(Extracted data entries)
# # # # # # #

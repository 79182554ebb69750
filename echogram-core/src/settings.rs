//! This module contains the [`ReadSettings`] structure which customises what
//! is kept while ingesting raw files.
//!
//! NB: Raw recordings are frequently much larger than the slice of them an
//! analysis needs. The settings let a reader restrict ingestion by time,
//! ping number, sample window, frequency and channel id before anything is
//! stored, which bounds memory for long deployments.
use crate::errors::*;
use crate::timestamp::{self, TimeValue, DEFAULT_TIME_FORMAT};
#[cfg(feature = "serde")]
use serde::{Deserialize, Serialize};

/// The read-filter surface applied while ingesting raw files.
///
/// This structure does not allow direct manipulation of fields as several of
/// them constrain each other (a start bound must not exceed its end bound,
/// and time bounds are parsed with the configured format string at set
/// time). Therefore using setter and getter functions is generally safer.
#[derive(Debug, Clone, PartialEq)]
#[cfg_attr(feature = "serde", derive(Deserialize, Serialize))]
pub struct ReadSettings {
    /// Skip records before this millisecond UTC timestamp.
    pub(crate) start_time: Option<i64>,
    /// Skip records after this millisecond UTC timestamp.
    pub(crate) end_time: Option<i64>,
    /// Skip pings numbered (1-based, engine-wide) below this.
    pub(crate) start_ping: Option<u64>,
    /// Skip pings numbered above this.
    pub(crate) end_ping: Option<u64>,
    /// First sample to keep of every ping.
    pub(crate) start_sample: Option<usize>,
    /// Last sample (inclusive) to keep of every ping.
    pub(crate) end_sample: Option<usize>,
    /// Store only channels transmitting at one of these frequencies (Hz).
    /// Empty means all frequencies pass.
    pub(crate) frequencies: Vec<f64>,
    /// Store only these channel ids. Empty means all channels pass.
    pub(crate) channel_ids: Vec<String>,
    /// Cap the per-ping sample count; samples beyond it are dropped.
    pub(crate) max_sample_count: Option<usize>,
    /// Whether power samples are stored at all.
    pub(crate) store_power: bool,
    /// Whether angle samples are stored at all.
    pub(crate) store_angles: bool,
    /// strftime-style format for time bounds passed as text.
    pub(crate) time_format_string: String,
}

impl Default for ReadSettings {
    /// Creates the default instance: nothing is filtered, both sample kinds
    /// are stored and time strings parse as `%Y-%m-%d %H:%M:%S` UTC.
    fn default() -> Self {
        ReadSettings {
            start_time: None,
            end_time: None,
            start_ping: None,
            end_ping: None,
            start_sample: None,
            end_sample: None,
            frequencies: Vec::new(),
            channel_ids: Vec::new(),
            max_sample_count: None,
            store_power: true,
            store_angles: true,
            time_format_string: DEFAULT_TIME_FORMAT.to_string(),
        }
    }
}

impl ReadSettings {
    #[cfg(feature = "to_json")]
    pub fn to_json(&self) -> Result<String, String> {
        serde_json::to_string(&self).map_err(|e| e.to_string())
    }

    /// Sets the format string used to parse time bounds given as text.
    /// NB: Set this before the time bounds it should apply to.
    pub fn set_time_format_string(&mut self, format: &str) {
        self.time_format_string = format.to_string();
    }

    /// Sets the inclusive lower time bound. Accepts any [`TimeValue`] form.
    /// ```
    /// # use echogram_core::settings::ReadSettings;
    /// let mut settings = ReadSettings::default();
    /// settings.set_start_time("1970-01-01 00:01:00".into()).unwrap();
    /// assert_eq!(settings.get_start_time(), Some(60_000));
    ///
    /// let res = settings.set_start_time("yesterday-ish".into());
    /// assert!(res.is_err());
    /// ```
    pub fn set_start_time(&mut self, time: TimeValue) -> Result<(), EchoError> {
        let ms = timestamp::to_millis(&time, &self.time_format_string)?;
        if let Some(end) = self.end_time {
            if ms > end {
                return Err(EchoError::SettingsError {
                    msg: "start_time must not exceed end_time".to_string(),
                });
            }
        }
        self.start_time = Some(ms);
        Ok(())
    }

    /// Sets the inclusive upper time bound. Accepts any [`TimeValue`] form.
    pub fn set_end_time(&mut self, time: TimeValue) -> Result<(), EchoError> {
        let ms = timestamp::to_millis(&time, &self.time_format_string)?;
        if let Some(start) = self.start_time {
            if ms < start {
                return Err(EchoError::SettingsError {
                    msg: "end_time must not precede start_time".to_string(),
                });
            }
        }
        self.end_time = Some(ms);
        Ok(())
    }

    /// Sets the inclusive lower ping-number bound (1-based, engine-wide).
    pub fn set_start_ping(&mut self, ping: u64) -> Result<(), EchoError> {
        if let Some(end) = self.end_ping {
            if ping > end {
                return Err(EchoError::SettingsError {
                    msg: "start_ping must not exceed end_ping".to_string(),
                });
            }
        }
        self.start_ping = Some(ping);
        Ok(())
    }

    /// Sets the inclusive upper ping-number bound.
    pub fn set_end_ping(&mut self, ping: u64) -> Result<(), EchoError> {
        if let Some(start) = self.start_ping {
            if ping < start {
                return Err(EchoError::SettingsError {
                    msg: "end_ping must not precede start_ping".to_string(),
                });
            }
        }
        self.end_ping = Some(ping);
        Ok(())
    }

    /// Sets the first stored sample of every ping.
    pub fn set_start_sample(&mut self, sample: usize) -> Result<(), EchoError> {
        if let Some(end) = self.end_sample {
            if sample > end {
                return Err(EchoError::SettingsError {
                    msg: "start_sample must not exceed end_sample".to_string(),
                });
            }
        }
        self.start_sample = Some(sample);
        Ok(())
    }

    /// Sets the last stored sample (inclusive) of every ping.
    pub fn set_end_sample(&mut self, sample: usize) -> Result<(), EchoError> {
        if let Some(start) = self.start_sample {
            if sample < start {
                return Err(EchoError::SettingsError {
                    msg: "end_sample must not precede start_sample".to_string(),
                });
            }
        }
        self.end_sample = Some(sample);
        Ok(())
    }

    /// Restrict ingestion to channels transmitting at one of the given
    /// frequencies in Hz. An empty list passes everything.
    pub fn set_frequencies(&mut self, frequencies: Vec<f64>) {
        self.frequencies = frequencies;
    }

    /// Restrict ingestion to the given channel ids. An empty list passes
    /// everything.
    pub fn set_channel_ids(&mut self, channel_ids: Vec<String>) {
        self.channel_ids = channel_ids;
    }

    /// Cap the number of samples stored per ping.
    pub fn set_max_sample_count(&mut self, count: usize) {
        self.max_sample_count = Some(count);
    }

    /// Choose whether power samples are stored.
    pub fn set_store_power(&mut self, store: bool) {
        self.store_power = store;
    }

    /// Choose whether angle samples are stored.
    pub fn set_store_angles(&mut self, store: bool) {
        self.store_angles = store;
    }

    pub fn get_start_time(&self) -> Option<i64> {
        self.start_time
    }

    pub fn get_end_time(&self) -> Option<i64> {
        self.end_time
    }

    pub fn get_start_ping(&self) -> Option<u64> {
        self.start_ping
    }

    pub fn get_end_ping(&self) -> Option<u64> {
        self.end_ping
    }

    pub fn get_start_sample(&self) -> Option<usize> {
        self.start_sample
    }

    pub fn get_end_sample(&self) -> Option<usize> {
        self.end_sample
    }

    pub fn get_frequencies(&self) -> &[f64] {
        &self.frequencies
    }

    pub fn get_channel_ids(&self) -> &[String] {
        &self.channel_ids
    }

    pub fn get_max_sample_count(&self) -> Option<usize> {
        self.max_sample_count
    }

    pub fn get_store_power(&self) -> bool {
        self.store_power
    }

    pub fn get_store_angles(&self) -> bool {
        self.store_angles
    }

    pub fn get_time_format_string(&self) -> &str {
        &self.time_format_string
    }

    /// Check whether a channel with the given id and frequency passes the
    /// channel and frequency filters. With both filter lists empty the
    /// return is [`true`].
    /// ```
    /// # use echogram_core::settings::ReadSettings;
    /// let mut settings = ReadSettings::default();
    /// assert!(settings.channel_selected("GPT 38 kHz", 38_000.0));
    ///
    /// settings.set_frequencies(vec![120_000.0]);
    /// assert_ne!(settings.channel_selected("GPT 38 kHz", 38_000.0), true);
    /// assert!(settings.channel_selected("GPT 120 kHz", 120_000.0));
    ///
    /// settings.set_channel_ids(vec!["GPT 38 kHz".to_string()]);
    /// assert_ne!(settings.channel_selected("GPT 120 kHz", 120_000.0), true);
    /// ```
    pub fn channel_selected(&self, channel_id: &str, frequency: f64) -> bool {
        let id_ok =
            self.channel_ids.is_empty() || self.channel_ids.iter().any(|id| id == channel_id);
        let freq_ok = self.frequencies.is_empty() || self.frequencies.contains(&frequency);
        id_ok && freq_ok
    }

    /// Check whether a record timestamp passes the time bounds.
    pub fn time_in_bounds(&self, timestamp: i64) -> bool {
        let start_ok = self.start_time.map_or(true, |start| timestamp >= start);
        let end_ok = self.end_time.map_or(true, |end| timestamp <= end);
        start_ok && end_ok
    }

    /// Check whether an engine-wide ping number passes the ping bounds.
    pub fn ping_in_bounds(&self, ping_number: u64) -> bool {
        let start_ok = self.start_ping.map_or(true, |start| ping_number >= start);
        let end_ok = self.end_ping.map_or(true, |end| ping_number <= end);
        start_ok && end_ok
    }
}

# # # # # # #

What is being asked -
Repeat, exactly as they stand above, the lines from the line with "if let Some(start) = self.start_time" to the line with "if let Some(end) = self.end_ping", both lines included.

Response area -
        if let Some(start) = self.start_time {
            if ms < start {
                return Err(EchoError::SettingsError {
                    msg: "end_time must not precede start_time".to_string(),
                });
            }
        }
        self.end_time = Some(ms);
        Ok(())
    }

    /// Sets the inclusive lower ping-number bound (1-based, engine-wide).
    pub fn set_start_ping(&mut self, ping: u64) -> Result<(), EchoError> {
        if let Some(end) = self.end_ping {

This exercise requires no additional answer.